Some background: The city of Madison, specifically the University of Wisconsin, is a long-established hotbed for Peace Corps recruitment. The campus produced more volunteers than any other American university in 2023, and Dane County has a huge concentration of returned Peace Corps volunteers, second only to Washington, D.C. among U.S. cities. Since the Peace Corps was founded 64 years ago, UW-Madison has produced 2,766 volunteers, second-most nationally.
The name of the local group is RPCV Madison (Returned Peace Corps Volunteers). Since 1982, it has raised more than $1.5 million for local programs and international development projects. It is stepping up its efforts just as Trump is blocking humanitarian aid abroad through the U.S. Agency for International Development (USAID) and targeting immigrants for removal through executive orders.

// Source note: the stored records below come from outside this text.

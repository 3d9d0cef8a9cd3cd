// SPDX-License-Identifier: AGPL-3.0-or-later
// Copyright (C) 2012-2025 Andrei Maltsev

use std::path::{Path, PathBuf};

use anyhow::{Context, Result};
use fastrace::collector::{Config as TraceConfig, ConsoleReporter};
use serde::{Deserialize, Serialize};
use tracing_appender::{
    non_blocking::WorkerGuard,
    rolling::{RollingFileAppender, Rotation},
};
use tracing_subscriber::{
    EnvFilter, Registry,
    fmt::{self, writer::BoxMakeWriter},
    layer::SubscriberExt,
};

#[derive(Debug, Deserialize, Serialize, Clone)]
#[serde(default)]
pub struct LoggingConfig {
    /// EnvFilter directive, e.g. "info" or "resp_cache_rs=debug".
    pub level: String,
    pub output: LogOutput,
    /// Emit one JSON object per event instead of the plain formatter.
    pub json: bool,
    /// Required when `output` is `file`.
    pub file: Option<LogFileConfig>,
}

impl Default for LoggingConfig {
    fn default() -> Self {
        Self {
            level: "info".to_string(),
            output: LogOutput::Stdout,
            json: false,
            file: None,
        }
    }
}

#[derive(Debug, Deserialize, Serialize, Clone, Copy, PartialEq, Eq)]
#[serde(rename_all = "lowercase")]
pub enum LogOutput {
    Stdout,
    Stderr,
    File,
}

#[derive(Debug, Deserialize, Serialize, Clone)]
pub struct LogFileConfig {
    pub path: String,
    #[serde(default)]
    pub rotation_frequency: Option<RotationFreq>,
}

#[derive(Debug, Deserialize, Serialize, Clone, Copy)]
#[serde(rename_all = "lowercase")]
pub enum RotationFreq {
    Minutely,
    Hourly,
    Daily,
    Never,
}

/// Installs the global tracing subscriber. The returned guard must stay
/// alive for the whole process; dropping it stops the non-blocking writer.
pub fn init_logger(cfg: &LoggingConfig) -> Result<WorkerGuard> {
    let (writer, guard) = make_writer(cfg)?;

    fastrace::set_reporter(ConsoleReporter, TraceConfig::default());
    let compat_layer = fastrace_tracing::FastraceCompatLayer::new();

    let env_filter = EnvFilter::try_new(&cfg.level)
        .or_else(|_| EnvFilter::try_from_default_env())
        .context("failed to parse log level from config or env")?;

    if cfg.json {
        let json_layer = fmt::layer().with_writer(writer).with_ansi(false).json();
        let subscriber = Registry::default()
            .with(env_filter)
            .with(compat_layer)
            .with(json_layer);
        tracing::subscriber::set_global_default(subscriber)
            .context("failed to set global default subscriber")?;
    } else {
        let plain_layer = fmt::layer().with_writer(writer).with_ansi(false);
        let subscriber = Registry::default()
            .with(env_filter)
            .with(compat_layer)
            .with(plain_layer);
        tracing::subscriber::set_global_default(subscriber)
            .context("failed to set global default subscriber")?;
    }

    Ok(guard)
}

fn make_writer(cfg: &LoggingConfig) -> Result<(BoxMakeWriter, WorkerGuard)> {
    Ok(match cfg.output {
        LogOutput::Stdout => {
            let (w, g) = tracing_appender::non_blocking(std::io::stdout());
            (BoxMakeWriter::new(w), g)
        },
        LogOutput::Stderr => {
            let (w, g) = tracing_appender::non_blocking(std::io::stderr());
            (BoxMakeWriter::new(w), g)
        },
        LogOutput::File => {
            let fcfg = cfg
                .file
                .clone()
                .context("logging.file is required for output=file")?;
            let path = PathBuf::from(&fcfg.path);
            let dir = path.parent().unwrap_or_else(|| Path::new(""));

            let rotation = match fcfg.rotation_frequency.unwrap_or(RotationFreq::Never) {
                RotationFreq::Minutely => Rotation::MINUTELY,
                RotationFreq::Hourly => Rotation::HOURLY,
                RotationFreq::Daily => Rotation::DAILY,
                RotationFreq::Never => Rotation::NEVER,
            };

            let file_appender = RollingFileAppender::new(
                rotation,
                dir,
                path.file_name().unwrap_or_default(),
            );
            let (w, g) = tracing_appender::non_blocking(file_appender);
            (BoxMakeWriter::new(w), g)
        },
    })
}
// SPDX-License-Identifier: AGPL-3.0-or-later
// Copyright (C) 2012-2025 Andrei Maltsev

use bytes::{BufMut, Bytes, BytesMut};
use thiserror::Error;

/// Upper bound on `*` recursion so hostile input cannot exhaust the stack.
const MAX_NESTING: usize = 32;

#[derive(Debug, Error, PartialEq, Eq)]
pub enum FrameError {
    #[error("invalid frame type byte 0x{0:02x}")]
    InvalidType(u8),
    #[error("frame nesting too deep")]
    NestingTooDeep,
}

/// One RESP v2 value.
///
/// A bulk-null (`$-1`) and an array-null (`*-1`) are indistinguishable on
/// the wire and both parse to [`Value::Null`]; `Null` always serializes
/// back as `$-1`.
#[derive(Debug, Clone, PartialEq, Eq)]
pub enum Value {
    Simple(String),
    Error(String),
    Integer(i64),
    Bulk(Bytes),
    Null,
    Array(Vec<Value>),
}

impl Value {
    pub fn ok() -> Self {
        Value::Simple("OK".to_string())
    }

    /// An error reply in the `<PREFIX> <message>` convention, e.g.
    /// `ERR unknown command`.
    pub fn error(prefix: &str, message: &str) -> Self {
        Value::Error(format!("{prefix} {message}"))
    }

    pub fn bulk(data: impl Into<Bytes>) -> Self {
        Value::Bulk(data.into())
    }

    pub fn bulk_str(text: &str) -> Self {
        Value::Bulk(Bytes::copy_from_slice(text.as_bytes()))
    }

    pub fn int(n: i64) -> Self {
        Value::Integer(n)
    }

    /// Uppercased first element of a command array, when it is a bulk
    /// string. `None` for anything that is not a well-formed command head.
    pub fn command_name(&self) -> Option<String> {
        match self {
            Value::Array(items) => match items.first() {
                Some(Value::Bulk(name)) => {
                    Some(String::from_utf8_lossy(name).to_ascii_uppercase())
                },
                _ => None,
            },
            _ => None,
        }
    }
}

/// Attempts to decode one complete value from the front of `buf`.
///
/// `Ok(Some((value, consumed)))` on success, `Ok(None)` when the buffer
/// holds only a prefix of a frame, `Err` on input that can never become a
/// valid frame. Callers keep unconsumed bytes for the next attempt.
pub fn parse(buf: &[u8]) -> Result<Option<(Value, usize)>, FrameError> {
    parse_nested(buf, 0)
}

fn parse_nested(
    buf: &[u8],
    depth: usize,
) -> Result<Option<(Value, usize)>, FrameError> {
    if depth > MAX_NESTING {
        return Err(FrameError::NestingTooDeep);
    }
    let Some(&tag) = buf.first() else {
        return Ok(None);
    };

    match tag {
        b'+' => Ok(read_line(buf, 1).map(|(line, next)| {
            (Value::Simple(String::from_utf8_lossy(line).into_owned()), next)
        })),
        b'-' => Ok(read_line(buf, 1).map(|(line, next)| {
            (Value::Error(String::from_utf8_lossy(line).into_owned()), next)
        })),
        b':' => Ok(read_line(buf, 1)
            .map(|(line, next)| (Value::Integer(lenient_i64(line)), next))),
        b'$' => {
            let Some((line, next)) = read_line(buf, 1) else {
                return Ok(None);
            };
            let declared = lenient_i64(line);
            if declared < 0 {
                return Ok(Some((Value::Null, next)));
            }
            let len = declared as usize;
            let Some(end) = next.checked_add(len).and_then(|n| n.checked_add(2))
            else {
                return Ok(None);
            };
            if buf.len() < end {
                return Ok(None);
            }
            let payload = Bytes::copy_from_slice(&buf[next..next + len]);
            Ok(Some((Value::Bulk(payload), end)))
        },
        b'*' => {
            let Some((line, mut next)) = read_line(buf, 1) else {
                return Ok(None);
            };
            let declared = lenient_i64(line);
            if declared < 0 {
                return Ok(Some((Value::Null, next)));
            }
            let count = declared as usize;
            let mut items = Vec::with_capacity(count.min(64));
            for _ in 0..count {
                match parse_nested(&buf[next..], depth + 1)? {
                    Some((item, used)) => {
                        items.push(item);
                        next += used;
                    },
                    None => return Ok(None),
                }
            }
            Ok(Some((Value::Array(items), next)))
        },
        other => Err(FrameError::InvalidType(other)),
    }
}

/// Serializes `value` onto `out`. Infallible for any well-formed value.
pub fn encode(value: &Value, out: &mut BytesMut) {
    match value {
        Value::Simple(text) => {
            out.put_u8(b'+');
            out.put_slice(text.as_bytes());
            out.put_slice(b"\r\n");
        },
        Value::Error(text) => {
            out.put_u8(b'-');
            out.put_slice(text.as_bytes());
            out.put_slice(b"\r\n");
        },
        Value::Integer(n) => {
            out.put_slice(format!(":{n}\r\n").as_bytes());
        },
        Value::Bulk(data) => {
            out.put_slice(format!("${}\r\n", data.len()).as_bytes());
            out.put_slice(data);
            out.put_slice(b"\r\n");
        },
        Value::Null => out.put_slice(b"$-1\r\n"),
        Value::Array(items) => {
            out.put_slice(format!("*{}\r\n", items.len()).as_bytes());
            for item in items {
                encode(item, out);
            }
        },
    }
}

pub fn encode_to_bytes(value: &Value) -> Bytes {
    let mut out = BytesMut::new();
    encode(value, &mut out);
    out.freeze()
}

/// Bytes of the line starting at `start` up to the next CRLF, plus the
/// offset just past the CRLF. `None` when no full CRLF is buffered yet.
fn read_line(buf: &[u8], start: usize) -> Option<(&[u8], usize)> {
    let mut i = start;
    while i + 1 < buf.len() {
        if buf[i] == b'\r' && buf[i + 1] == b'\n' {
            return Some((&buf[start..i], i + 2));
        }
        i += 1;
    }
    None
}

/// Signed decimal in the `atoll` tradition: optional surrounding garbage is
/// tolerated, parsing stops at the first non-digit, overflow saturates.
pub fn lenient_i64(bytes: &[u8]) -> i64 {
    let mut i = 0;
    while i < bytes.len() && bytes[i].is_ascii_whitespace() {
        i += 1;
    }

    let mut negative = false;
    if i < bytes.len() && (bytes[i] == b'+' || bytes[i] == b'-') {
        negative = bytes[i] == b'-';
        i += 1;
    }

    let mut acc: i64 = 0;
    while i < bytes.len() && bytes[i].is_ascii_digit() {
        let digit = i64::from(bytes[i] - b'0');
        acc = acc.saturating_mul(10).saturating_add(digit);
        i += 1;
    }

    if negative { -acc } else { acc }
}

The Peace Corps, linked historically to the presidency of John F. Kennedy, celebrates its 65th anniversary next year. As an independent agency, the Peace Corps trains and deploys volunteers to communities in partner countries throughout the world.
JFK created the Peace Corps via an executive order in March 1961, shortly after he implored citizens in his inaugural speech to “ask not what your country can do for you, but what you can do for your country.”
(Trump, then 14 years old, likely regarded that advice as being for suckers and losers, just as that is how he reportedly thinks about members of the U.S. military who died in the line of duty.)
The vice president of the local returnee group is Justin Kohl, an infectious disease expert at SSM Health who volunteered in Guatemala from 2007 to 2009, working to improve rural health conditions.